Provided records
- - -
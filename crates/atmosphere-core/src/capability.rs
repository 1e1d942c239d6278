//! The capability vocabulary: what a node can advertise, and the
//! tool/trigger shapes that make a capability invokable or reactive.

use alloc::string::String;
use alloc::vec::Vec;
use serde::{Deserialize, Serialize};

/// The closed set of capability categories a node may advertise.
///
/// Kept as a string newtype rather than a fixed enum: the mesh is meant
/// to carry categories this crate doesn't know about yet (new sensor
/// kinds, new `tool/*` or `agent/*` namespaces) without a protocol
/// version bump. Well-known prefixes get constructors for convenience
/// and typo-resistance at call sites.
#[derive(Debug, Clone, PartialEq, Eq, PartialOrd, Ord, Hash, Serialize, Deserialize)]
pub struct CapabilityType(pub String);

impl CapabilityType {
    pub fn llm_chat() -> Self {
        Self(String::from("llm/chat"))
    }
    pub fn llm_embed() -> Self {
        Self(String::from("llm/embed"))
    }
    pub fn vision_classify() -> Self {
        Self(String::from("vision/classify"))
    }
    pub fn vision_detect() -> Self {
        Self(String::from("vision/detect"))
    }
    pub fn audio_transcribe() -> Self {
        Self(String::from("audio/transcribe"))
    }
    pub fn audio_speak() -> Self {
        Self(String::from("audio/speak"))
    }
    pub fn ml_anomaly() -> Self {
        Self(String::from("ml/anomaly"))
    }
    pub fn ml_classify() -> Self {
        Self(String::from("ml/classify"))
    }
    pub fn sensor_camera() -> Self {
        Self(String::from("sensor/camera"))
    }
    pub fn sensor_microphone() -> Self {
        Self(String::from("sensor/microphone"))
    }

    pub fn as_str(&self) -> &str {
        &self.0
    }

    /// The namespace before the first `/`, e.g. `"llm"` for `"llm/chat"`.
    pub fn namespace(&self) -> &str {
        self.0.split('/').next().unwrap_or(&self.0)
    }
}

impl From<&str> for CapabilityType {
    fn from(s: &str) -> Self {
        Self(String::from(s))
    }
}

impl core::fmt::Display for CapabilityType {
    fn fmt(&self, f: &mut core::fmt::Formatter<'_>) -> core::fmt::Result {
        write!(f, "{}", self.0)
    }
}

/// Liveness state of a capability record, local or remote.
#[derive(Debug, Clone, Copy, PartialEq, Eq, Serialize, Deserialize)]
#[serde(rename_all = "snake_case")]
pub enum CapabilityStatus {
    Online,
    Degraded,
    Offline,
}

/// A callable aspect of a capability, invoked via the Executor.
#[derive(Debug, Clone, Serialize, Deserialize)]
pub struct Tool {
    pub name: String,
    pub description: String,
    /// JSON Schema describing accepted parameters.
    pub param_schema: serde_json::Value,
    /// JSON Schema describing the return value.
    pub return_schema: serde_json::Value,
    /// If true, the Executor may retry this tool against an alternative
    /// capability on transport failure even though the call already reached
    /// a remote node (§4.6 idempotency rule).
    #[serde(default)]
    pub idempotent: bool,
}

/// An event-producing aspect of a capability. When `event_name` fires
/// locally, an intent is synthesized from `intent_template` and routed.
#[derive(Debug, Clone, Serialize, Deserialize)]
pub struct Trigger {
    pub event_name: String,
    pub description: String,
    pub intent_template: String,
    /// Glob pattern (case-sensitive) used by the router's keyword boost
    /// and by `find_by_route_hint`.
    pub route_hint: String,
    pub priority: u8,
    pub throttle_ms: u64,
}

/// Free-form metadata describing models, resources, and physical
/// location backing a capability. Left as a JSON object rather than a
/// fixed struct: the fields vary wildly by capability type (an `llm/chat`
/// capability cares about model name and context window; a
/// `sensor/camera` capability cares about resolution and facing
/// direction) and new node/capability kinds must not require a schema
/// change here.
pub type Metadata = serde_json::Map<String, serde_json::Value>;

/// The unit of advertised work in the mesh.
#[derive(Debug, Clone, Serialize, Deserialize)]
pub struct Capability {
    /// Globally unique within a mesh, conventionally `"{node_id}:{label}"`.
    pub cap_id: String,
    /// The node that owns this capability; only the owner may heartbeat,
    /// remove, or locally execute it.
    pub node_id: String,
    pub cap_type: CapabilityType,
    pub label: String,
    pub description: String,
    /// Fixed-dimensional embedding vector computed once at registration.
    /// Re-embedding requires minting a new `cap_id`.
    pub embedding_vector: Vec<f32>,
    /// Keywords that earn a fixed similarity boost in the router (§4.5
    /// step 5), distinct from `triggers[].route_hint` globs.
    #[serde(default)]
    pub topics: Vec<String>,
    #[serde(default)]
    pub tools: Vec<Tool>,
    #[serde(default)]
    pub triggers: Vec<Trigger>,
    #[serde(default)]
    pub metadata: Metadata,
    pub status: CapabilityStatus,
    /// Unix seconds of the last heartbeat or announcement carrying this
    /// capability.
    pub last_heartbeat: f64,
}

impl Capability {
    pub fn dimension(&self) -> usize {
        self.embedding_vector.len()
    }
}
- - -
Activity
Using the entries above, give again exactly the lines from the line holding "pub fn vision_classify()" through the line holding "The namespace before". Include both end lines and nothing else.

Answer section
    pub fn vision_classify() -> Self {
        Self(String::from("vision/classify"))
    }
    pub fn vision_detect() -> Self {
        Self(String::from("vision/detect"))
    }
    pub fn audio_transcribe() -> Self {
        Self(String::from("audio/transcribe"))
    }
    pub fn audio_speak() -> Self {
        Self(String::from("audio/speak"))
    }
    pub fn ml_anomaly() -> Self {
        Self(String::from("ml/anomaly"))
    }
    pub fn ml_classify() -> Self {
        Self(String::from("ml/classify"))
    }
    pub fn sensor_camera() -> Self {
        Self(String::from("sensor/camera"))
    }
    pub fn sensor_microphone() -> Self {
        Self(String::from("sensor/microphone"))
    }

    pub fn as_str(&self) -> &str {
        &self.0
    }

    /// The namespace before the first `/`, e.g. `"llm"` for `"llm/chat"`.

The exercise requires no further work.